— Problem description —
What lines below mention the word "solid"? Copy each one.
════════════════════
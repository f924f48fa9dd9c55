//! # Research Agent
//!
//! Command-line front end for the `research-workflow` state machine: plan,
//! search, validate, synthesize, safety-check, and reflect-and-retry when a
//! stage fails. Every transition is checkpointed to disk, so an interrupted
//! session can be resumed with `--resume`.
//!
//! ## Quick Start
//! ```bash
//! cargo run -- "What are the benefits of renewable energy?"
//! cargo run -- --thread-id my-run --resume
//! cargo run -- --thread-id my-run --history
//! ```

// =============================================================================
// MODULE DECLARATIONS
// =============================================================================

/// Configuration management
mod config;

/// Language model, search and safety wiring
mod providers;

/// Markdown reports
mod report;

// =============================================================================
// IMPORTS
// =============================================================================
use anyhow::{Context, Result};
use clap::Parser;
use std::process::ExitCode;
use tracing::{error, info, warn};
use tracing_subscriber::{EnvFilter, FmtSubscriber};

use research_workflow::{
    create_store, CheckpointStore, CheckpointerConfig, Cursor, SessionState, SessionStatus,
    WorkflowEngine,
};

use crate::config::{AppConfig, Provider};

// =============================================================================
// CLI ARGUMENTS
// =============================================================================
#[derive(Parser, Debug)]
#[command(
    name = "research-agent",
    version,
    about = "A self-correcting research agent with checkpointed, resumable sessions",
    long_about = r#"
Research Agent - plan, search, validate, synthesize, safety-check.

When a stage fails the agent reflects on what went wrong and retries with a
revised plan (up to MAX_RETRIES times). Progress is checkpointed after every
step, so interrupted sessions can be resumed.

ENVIRONMENT:
  LLM_PROVIDER         gemini (default) or ollama
  GEMINI_API_KEY       required for gemini
  OLLAMA_API_BASE_URL  default http://localhost:11434
  TAVILY_API_KEY       required for web search
  MAX_RETRIES          reflexion budget (default 3)
  LLM_MAX_RETRIES      retries of a failed model call before a stage fails (default 3)

EXAMPLES:
  # New research session
  research-agent "What are the latest developments in solid-state batteries?"

  # Named session, resumed later
  research-agent --thread-id batteries "solid-state batteries"
  research-agent --thread-id batteries --resume

  # Audit trail of a session
  research-agent --thread-id batteries --history

  # Local model
  research-agent --provider ollama --model llama3.2 "Rust async runtimes"
"#
)]
struct Args {
    /// The research topic or question to investigate
    #[arg(
        value_name = "QUERY",
        required_unless_present_any = ["resume", "history", "show_config"]
    )]
    query: Option<String>,

    /// Session identifier (generated when omitted)
    #[arg(short = 't', long = "thread-id")]
    thread_id: Option<String>,

    /// Resume the session given by --thread-id
    #[arg(short = 'r', long = "resume", requires = "thread_id")]
    resume: bool,

    /// Print the checkpoint history of --thread-id and exit
    #[arg(long = "history", requires = "thread_id")]
    history: bool,

    /// Print the configuration (without secrets) and exit
    #[arg(long = "config")]
    show_config: bool,

    /// Write a report even if the session did not succeed
    #[arg(short = 's', long = "save-report")]
    save_report: bool,

    /// Verbose output (debug logging)
    #[arg(short = 'v', long = "verbose")]
    verbose: bool,

    /// Language model backend (overrides LLM_PROVIDER)
    #[arg(short = 'p', long = "provider", value_enum)]
    provider: Option<Provider>,

    /// Model name for the selected provider
    #[arg(short = 'm', long = "model")]
    model: Option<String>,
}

// =============================================================================
// MAIN FUNCTION
// =============================================================================
#[tokio::main]
async fn main() -> Result<ExitCode> {
    let args = Args::parse();

    init_logging(args.verbose)?;

    let mut config = AppConfig::from_env()?;
    if let Some(provider) = args.provider {
        config.provider = provider;
    }
    if let Some(model) = &args.model {
        info!(model = %model, "Using model from command line");
        config.set_model(model.clone());
    }

    if args.show_config {
        println!("{}", config.safe_summary());
        return Ok(ExitCode::SUCCESS);
    }

    let store = create_store(CheckpointerConfig::File {
        path: config.checkpoint_dir.clone(),
        compression: config.checkpoint_compression,
    })
    .await
    .context("Failed to open checkpoint store")?;

    if args.history {
        // requires = "thread_id" guarantees this is set
        let thread_id = args.thread_id.as_deref().unwrap_or_default();
        print_history(store.as_ref(), thread_id).await?;
        return Ok(ExitCode::SUCCESS);
    }

    config.validate()?;
    info!(
        provider = ?config.provider,
        model = %config.model(),
        max_retries = config.workflow.max_retries,
        "Configuration loaded"
    );

    let collaborators = providers::build_collaborators(&config)?;
    let engine = WorkflowEngine::new(collaborators, store, config.workflow.clone())?;

    let state = match (&args.thread_id, args.resume) {
        (Some(thread_id), true) => engine.resume(thread_id).await?,
        _ => {
            let query = args
                .query
                .as_deref()
                .context("A research query is required")?;
            engine.run(query, args.thread_id.clone()).await?
        }
    };

    print_result(&state);

    if state.status == SessionStatus::Success || args.save_report {
        match report::save(&state, &config.reports_dir) {
            Ok(path) => println!("\nReport saved to {}", path.display()),
            Err(e) => warn!(error = %e, "Failed to save report"),
        }
    }

    match state.status {
        SessionStatus::FailedFatal => {
            error!(thread_id = %state.thread_id, "Research aborted");
            Ok(ExitCode::FAILURE)
        }
        _ => Ok(ExitCode::SUCCESS),
    }
}

// =============================================================================
// OUTPUT
// =============================================================================
fn print_result(state: &SessionState) {
    println!("\n{}", "=".repeat(60));
    println!("RESEARCH RESULTS");
    println!("{}\n", "=".repeat(60));
    println!("Thread:  {}", state.thread_id);
    println!("Query:   {}", state.query);
    println!("Status:  {}", state.status);
    println!("Retries: {}/{}", state.retry_count, state.max_retries);
    if let Some(confidence) = state.draft_confidence {
        println!("Confidence: {:.0}%", confidence * 100.0);
    }

    match state.status {
        SessionStatus::Success => {
            println!("\n{}", state.draft);
            if !state.sources.is_empty() {
                println!("\nSources:");
                for (i, source) in state.sources.iter().enumerate() {
                    println!("  [{}] {} - {}", i + 1, source.title, source.url);
                }
            }
        }
        _ => {
            if let Some((stage, reason)) = state.latest_failure() {
                println!("\nLast failure: {} ({})", stage, reason);
            }
            if let Some(entry) = state.history.last() {
                if let Some(detail) = &entry.detail {
                    println!("Final step:   {} ({})", entry.stage, detail);
                }
            }
            println!("\nResume with: research-agent --thread-id {} --resume", state.thread_id);
        }
    }
    println!("\n{}", "=".repeat(60));
}

async fn print_history(store: &dyn CheckpointStore, thread_id: &str) -> Result<()> {
    let history = store
        .history(thread_id)
        .await
        .with_context(|| format!("Failed to read history of {}", thread_id))?;
    if history.is_empty() {
        anyhow::bail!("Thread not found: {}", thread_id);
    }

    println!("History of {} ({} checkpoints)\n", thread_id, history.len());
    for checkpoint in &history {
        let next = match checkpoint.next {
            Cursor::Pending(stage) => stage.to_string(),
            Cursor::Finished(status) => format!("[{}]", status),
        };
        println!(
            "{:>4}  {}  {:<12} {:?} -> {:<14} retries={}  {}",
            checkpoint.step,
            checkpoint.timestamp.format("%Y-%m-%d %H:%M:%S"),
            checkpoint.stage.name(),
            checkpoint.outcome.kind,
            next,
            checkpoint.state.retry_count,
            checkpoint.outcome.reason.as_deref().unwrap_or("")
        );
    }
    Ok(())
}

// =============================================================================
// LOGGING INITIALIZATION
// =============================================================================
/// Install the global tracing subscriber. `RUST_LOG` wins unless
/// `--verbose` is given.
fn init_logging(verbose: bool) -> Result<()> {
    let filter = if verbose {
        EnvFilter::new("debug")
    } else {
        EnvFilter::try_from_default_env().unwrap_or_else(|_| EnvFilter::new("info"))
    };

    let subscriber = FmtSubscriber::builder()
        .with_env_filter(filter)
        .with_target(true)
        .with_thread_names(false)
        .with_file(false)
        .with_line_number(false)
        .finish();

    tracing::subscriber::set_global_default(subscriber)
        .map_err(|e| anyhow::anyhow!("Failed to set logging subscriber: {}", e))?;

    Ok(())
}

// =============================================================================
// TESTS
// =============================================================================
#[cfg(test)]
mod tests {
    use super::*;

    #[test]
    fn test_args_parsing() {
        let args = Args::parse_from(["test", "What is Rust?"]);
        assert_eq!(args.query.as_deref(), Some("What is Rust?"));
        assert!(!args.resume);
        assert!(!args.verbose);
        assert!(args.provider.is_none());
    }

    #[test]
    fn test_args_with_flags() {
        let args = Args::parse_from([
            "test",
            "--verbose",
            "--provider",
            "ollama",
            "--model",
            "llama3.2",
            "--thread-id",
            "t-1",
            "--save-report",
            "Test query",
        ]);

        assert_eq!(args.query.as_deref(), Some("Test query"));
        assert!(args.verbose);
        assert!(args.save_report);
        assert_eq!(args.provider, Some(Provider::Ollama));
        assert_eq!(args.model.as_deref(), Some("llama3.2"));
        assert_eq!(args.thread_id.as_deref(), Some("t-1"));
    }

    #[test]
    fn test_resume_without_query() {
        let args = Args::parse_from(["test", "--thread-id", "t-1", "--resume"]);
        assert!(args.resume);
        assert!(args.query.is_none());
    }

    #[test]
    fn test_query_required_for_new_session() {
        assert!(Args::try_parse_from(["test"]).is_err());
        assert!(Args::try_parse_from(["test", "--resume"]).is_err());
        assert!(Args::try_parse_from(["test", "--config"]).is_ok());
    }
}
════════════════════
— Answer section —
  research-agent "What are the latest developments in solid-state batteries?"
  research-agent --thread-id batteries "solid-state batteries"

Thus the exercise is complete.